Looking ahead, One Journey Consulting is exploring three new workshop offerings. One is for individuals who find their divorce process halted by the economy- either the process has stopped or both parties continue sharing one household due to finances. The second offering is a post-Trailblazer group for people who feel they have 'moved on' from their divorce, and are asking "Now What?" And a third group would expand on the work achieved in the Dare to Date Again workshop. If any of these groups spark your interest, please let us know. We'd love your input!
Renee Cooper and Di Hall
One Journey Consulting
|
|
Are You Ready for Love Again? by Renee Cooper
After the end of a significant relationship, you may wonder about the right time to "get back in The Game." Begin too soon and you will destine yourself to repeat past mistakes. Wait too long and you may get settled in the habits of solitary life.
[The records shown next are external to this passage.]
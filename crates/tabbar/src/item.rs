use uuid::Uuid;

/// One bottom-bar entry: a text label plus an icon key resolved through
/// [`crate::icons::icon`].
///
/// The `id` is generated fresh for every declaration unless the declaring
/// view supplies its own via [`TabItem::with_id`].
#[derive(Clone, Debug, PartialEq)]
pub struct TabItem {
    pub id: Uuid,
    pub text: String,
    pub icon: String,
}

impl TabItem {
    pub fn new(text: impl Into<String>, icon: impl Into<String>) -> Self {
        Self {
            id: Uuid::new_v4(),
            text: text.into(),
            icon: icon.into(),
        }
    }

    /// Same item with a caller-supplied id, stable across re-declarations.
    pub fn with_id(id: Uuid, text: impl Into<String>, icon: impl Into<String>) -> Self {
        Self {
            id,
            text: text.into(),
            icon: icon.into(),
        }
    }
}
pub mod bar;
pub mod container;
pub mod icons;
pub mod item;
pub mod pane;
pub mod registry;
pub mod strip;

pub use container::{TabBarContainer, TabSelection};
pub use item::TabItem;
pub use pane::TabPane;
pub use registry::{use_tab_registry, TabRegistry};
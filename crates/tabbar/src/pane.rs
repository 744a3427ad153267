use crate::container::TabSelection;
use crate::item::TabItem;
use crate::registry::use_tab_registry;
use crate::strip::pane_opacity;
use leptos::prelude::*;

/// Pane wrapper implementing the usual visibility convention: the pane stays
/// mounted and toggles its opacity against the container's selection.
///
/// Declares `item` on the enclosing container's registry while the child tree
/// is composed, which is what puts an entry in the bar, and drops it again on
/// cleanup when the pane leaves the tree. Callers that want different
/// visibility behavior can register and deregister through
/// [`use_tab_registry`](crate::use_tab_registry) directly and wrap their
/// content themselves.
#[component]
pub fn TabPane(
    /// Position this pane compares the selection against.
    index: usize,
    /// Bar entry declared for this pane.
    item: TabItem,
    children: Children,
) -> impl IntoView {
    let registry = use_tab_registry();
    let item_id = item.id;
    registry.register(item);
    on_cleanup(move || registry.deregister(item_id));

    let TabSelection(selected) =
        use_context::<TabSelection>().expect("TabSelection context not found");
    let opacity = move || pane_opacity(selected.get(), index).to_string();

    view! {
        <div class="tab-pane" style:opacity=opacity>
            {children()}
        </div>
    }
}
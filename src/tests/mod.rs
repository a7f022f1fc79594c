// src/tests/mod.rs

//! Tests for _sshalib_.
//!
//! Tests are placed at `src/tests/`, inside the `sshalib`. This is a
//! reasonable trade-off of separation and access: tests placed at
//! top-level path `tests/` do not have crate-internal visibility, and in
//! practice that makes some tests difficult or impossible to implement.

pub mod entry_tests;
pub mod report_tests;
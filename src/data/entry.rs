// src/data/entry.rs

//! Classification and field extraction for authentication log lines.
//!
//! The line shape is an external convention (syslog-style auth log):
//! whitespace-separated fields where field 0 is a timestamp, fields 7 and 8
//! of a preauth failure line hold the user and source identifiers, and
//! fields 6 and 8 of an "Accepted" line hold them. The fixed token
//! positions are reproduced here exactly; logs written by differently
//! configured syslog daemons will not tokenize the same way.
//! That assumption is deliberately contained in this one module.

use crate::common::ReportLine;
use crate::error::{Error, Result};

/// substring marking an ssh authentication attempt rejected before full
/// session establishment
pub const MARKER_PREAUTH: &str = "preauth";
/// substring referencing a user on a preauth failure line
pub const MARKER_USER: &str = "user";
/// substring logged by sshd upon successful authentication
pub const MARKER_ACCEPTED: &str = "Accepted";

/// whitespace-token index of the timestamp field
pub const TOKEN_TIMESTAMP: usize = 0;
/// token index of the user field on a failed-attempt line
pub const TOKEN_FAILED_USER: usize = 7;
/// token index of the source field on a failed-attempt line
pub const TOKEN_FAILED_SOURCE: usize = 8;
/// token index of the user field on an accepted line
pub const TOKEN_ACCEPTED_USER: usize = 6;
/// token index of the source field on an accepted line
pub const TOKEN_ACCEPTED_SOURCE: usize = 8;

/// Does `line` record a failed ssh attempt?
pub fn line_is_failed(line: &str) -> bool {
    line.contains(MARKER_PREAUTH) && line.contains(MARKER_USER)
}

/// Does `line` record a successful ssh login?
pub fn line_is_successful(line: &str) -> bool {
    line.contains(MARKER_ACCEPTED)
}

/// Return the whitespace-separated token of `line` at `index`.
///
/// A line too short to hold `index` is a [`Error::MalformedLine`];
/// callers propagate it and abort the scan.
fn token_at(
    line: &str,
    index: usize,
) -> Result<&str> {
    match line.split_whitespace().nth(index) {
        Some(token) => Ok(token),
        None => Err(Error::MalformedLine {
            line: line.to_string(),
            token: index,
        }),
    }
}

/// Join the tokens of `line` at `indexes` with single spaces.
fn join_tokens(
    line: &str,
    indexes: &[usize],
) -> Result<ReportLine> {
    let mut entry = ReportLine::new();
    for index in indexes.iter() {
        if !entry.is_empty() {
            entry.push(' ');
        }
        entry.push_str(token_at(line, *index)?);
    }

    Ok(entry)
}

/// Report entry for a failed-attempt line:
/// `<token 0> <token 7> <token 8>`.
pub fn failed_entry(line: &str) -> Result<ReportLine> {
    join_tokens(line, &[TOKEN_TIMESTAMP, TOKEN_FAILED_USER, TOKEN_FAILED_SOURCE])
}

/// Report entry for an accepted line:
/// `<token 0> <token 6> <token 8>`.
pub fn successful_entry(line: &str) -> Result<ReportLine> {
    join_tokens(line, &[TOKEN_TIMESTAMP, TOKEN_ACCEPTED_USER, TOKEN_ACCEPTED_SOURCE])
}
// src/bin/ssha.rs

//! Driver program _ssha_ drives the [_sshalib_].
//!
//! Processes user-passed command-line arguments. Scans the authentication
//! log for failed ssh attempts, then for successful ssh logins, renders
//! the two sections into one combined report, and prints it to STDOUT.
//! With `--mail`, the same report is then submitted once to the configured
//! SMTP relay.
//!
//! Control flow is strictly sequential and single-threaded. `ssha.rs`
//! is the only code that prints to STDOUT.
//!
//! Exits 0 on normal completion (including the print-only path). Exits 1
//! when the log cannot be read, a qualifying line is malformed, the mail
//! relay refuses the connection, or the send fails.
//!
//! [_sshalib_]: sshalib

#![allow(non_camel_case_types)]

use std::process::ExitCode;

use ::clap::{Parser, ValueEnum};
use ::const_format::concatcp;
#[allow(unused_imports)]
use ::si_trace_print::stack::stack_offset_set;
#[allow(unused_imports)]
use ::si_trace_print::{defn, defo, defx, defñ};

use ::sshalib::common::{FPath, ReportLines, PATH_AUTH_LOG_DEFAULT};
use ::sshalib::data::report::combine;
use ::sshalib::debug::printers::e_err;
use ::sshalib::printer::mailer::{
    MailOutcome,
    MailerConfig,
    ReportMailer,
    RECEIVER_DEFAULT,
    RELAY_HOST_DEFAULT,
    RELAY_PORT_DEFAULT,
    SENDER_DEFAULT,
};
use ::sshalib::printer::reportprinter::{ColorChoice, ReportPrinter};
use ::sshalib::readers::authlogreader::AuthLogReader;

// ━━━━━━━━━━━━━━━━━━━━━━━━━━━━━━━━━━━━━━━━━━━━━━━━━━━━━━━━━━━━━━━━━━━━━━━━━━━━━━━━━━━━━━━━━━━━━━━━━
// command-line parsing
// ━━━━━━━━━━━━━━━━━━━━━━━━━━━━━━━━━━━━━━━━━━━━━━━━━━━━━━━━━━━━━━━━━━━━━━━━━━━━━━━━━━━━━━━━━━━━━━━━━

const CLI_HELP_AFTER: &str = concatcp!(
    r#"The report always prints to STDOUT. Option --mail additionally
submits the report through the mail relay; the default sender and
receiver addresses are placeholders meant to be replaced.

The auth log is expected to be a conventional syslog-style
authentication log: whitespace-separated fields where field 0 is a
timestamp. Differently structured logs will misparse.

Version: "#,
    env!("CARGO_PKG_VERSION"),
    r#"
License: "#,
    env!("CARGO_PKG_LICENSE"),
);

/// CLI enum that maps to [`termcolor::ColorChoice`].
///
/// [`termcolor::ColorChoice`]: https://docs.rs/termcolor/1.4.1/termcolor/enum.ColorChoice.html
#[derive(Copy, Clone, Debug, Eq, PartialEq, PartialOrd, Ord, ValueEnum)]
enum CLI_Color_Choice {
    always,
    auto,
    never,
}

/// clap command-line arguments build-time definitions.
//
// Note:
// * the `about` is taken from `Cargo.toml:[package]:description`.
#[derive(Parser, Debug)]
#[clap(
    about = env!("CARGO_PKG_DESCRIPTION"),
    name = "ssha",
    version = concatcp!(
        "(ssh activity)\n",
        "Version: ", env!("CARGO_PKG_VERSION"), "\n",
        "MSRV: ", env!("CARGO_PKG_RUST_VERSION"), "\n",
        "License: ", env!("CARGO_PKG_LICENSE"),
    ),
    after_help = CLI_HELP_AFTER,
    verbatim_doc_comment,
)]
struct CLI_Args {
    /// Path of the authentication log to scan.
    #[clap(
        verbatim_doc_comment,
        default_value_t = String::from(PATH_AUTH_LOG_DEFAULT),
    )]
    path: String,

    /// Email the report through the mail relay after printing it.
    #[clap(short = 'm', long, verbatim_doc_comment)]
    mail: bool,

    /// Mail relay host.
    #[clap(
        long = "mail-host",
        verbatim_doc_comment,
        default_value_t = String::from(RELAY_HOST_DEFAULT),
    )]
    mail_host: String,

    /// Mail relay port (plaintext submission).
    #[clap(
        long = "mail-port",
        verbatim_doc_comment,
        default_value_t = RELAY_PORT_DEFAULT,
    )]
    mail_port: u16,

    /// Sender address of the report mail.
    #[clap(
        long = "mail-from",
        verbatim_doc_comment,
        default_value_t = String::from(SENDER_DEFAULT),
    )]
    mail_from: String,

    /// Receiver address of the report mail.
    #[clap(
        long = "mail-to",
        verbatim_doc_comment,
        default_value_t = String::from(RECEIVER_DEFAULT),
    )]
    mail_to: String,

    /// Choose to print using colors.
    #[clap(
        required = false,
        short = 'c',
        long = "color",
        verbatim_doc_comment,
        value_enum,
        default_value_t = CLI_Color_Choice::auto,
    )]
    color_choice: CLI_Color_Choice,

    /// Print a summary of the scan to stderr.
    #[clap(short, long, verbatim_doc_comment)]
    summary: bool,
}

/// Process user-passed command-line arguments into program-usable values.
fn cli_process_args() -> (FPath, bool, MailerConfig, ColorChoice, bool) {
    defn!();
    let args = CLI_Args::parse();
    defo!("args {:?}", args);

    // map `CLI_Color_Choice` to `ColorChoice`
    let color_choice: ColorChoice = match args.color_choice {
        CLI_Color_Choice::always => ColorChoice::Always,
        CLI_Color_Choice::auto => ColorChoice::Auto,
        CLI_Color_Choice::never => ColorChoice::Never,
    };

    let config = MailerConfig {
        relay_host: args.mail_host,
        relay_port: args.mail_port,
        sender: args.mail_from,
        receiver: args.mail_to,
    };
    defx!();

    (args.path, args.mail, config, color_choice, args.summary)
}

// ━━━━━━━━━━━━━━━━━━━━━━━━━━━━━━━━━━━━━━━━━━━━━━━━━━━━━━━━━━━━━━━━━━━━━━━━━━━━━━━━━━━━━━━━━━━━━━━━━
// main
// ━━━━━━━━━━━━━━━━━━━━━━━━━━━━━━━━━━━━━━━━━━━━━━━━━━━━━━━━━━━━━━━━━━━━━━━━━━━━━━━━━━━━━━━━━━━━━━━━━

pub fn main() -> ExitCode {
    if cfg!(debug_assertions) {
        stack_offset_set(Some(0));
    }
    defn!();
    let (path, mail, config, color_choice, summary) = cli_process_args();

    let mut reader = AuthLogReader::new(path);
    let failed = match reader.find_failed() {
        Ok(section) => section,
        Err(err) => {
            e_err!("{}", err);
            defx!("return FAILURE");
            return ExitCode::FAILURE;
        }
    };
    let successful = match reader.find_successful() {
        Ok(section) => section,
        Err(err) => {
            e_err!("{}", err);
            defx!("return FAILURE");
            return ExitCode::FAILURE;
        }
    };
    let lines: ReportLines = combine(&failed, &successful);

    // print before any mail attempt; a refused relay must not suppress
    // the STDOUT report
    let printer = ReportPrinter::new(color_choice);
    if let Err(err) = printer.print_report(&lines) {
        e_err!("{}", err);
        defx!("return FAILURE");
        return ExitCode::FAILURE;
    }

    let mut exitcode = ExitCode::SUCCESS;
    if mail {
        let mailer = ReportMailer::new(config, printer.header().to_string());
        match mailer.send_report(&lines) {
            Ok(MailOutcome::Sent) => {
                defo!("mail sent");
            }
            Ok(MailOutcome::NothingToSend) => {
                defo!("empty report; no mail sent");
            }
            Err(err) => {
                e_err!("{}", err);
                exitcode = ExitCode::FAILURE;
            }
        }
    }

    if summary {
        eprintln!("{}: {}", reader.path(), reader.summary());
    }
    defx!("exitcode {:?}", exitcode);

    exitcode
}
Usually, when a person jumps into dating soon after ending a relationship, it signals an attempt to avoid the pain of the current break-up. This is normal, and encouraged by loved ones. They urge us to "get over him/her"since there are "plenty of fish in the sea". The idea is that the quicker you replace the lost relationship, the happier you will be.
Though well-meaning, this is bad advice. No, this is terrible advice.
A break-up requires grieving. We are not comfortable with grieving. We are a "feel good fast" society, impatient with the natural ebb and flow of emotion. We want -- indeed, we expect -- to feel "good" all the time, and when we don't, we rush to anything that will make us feel better.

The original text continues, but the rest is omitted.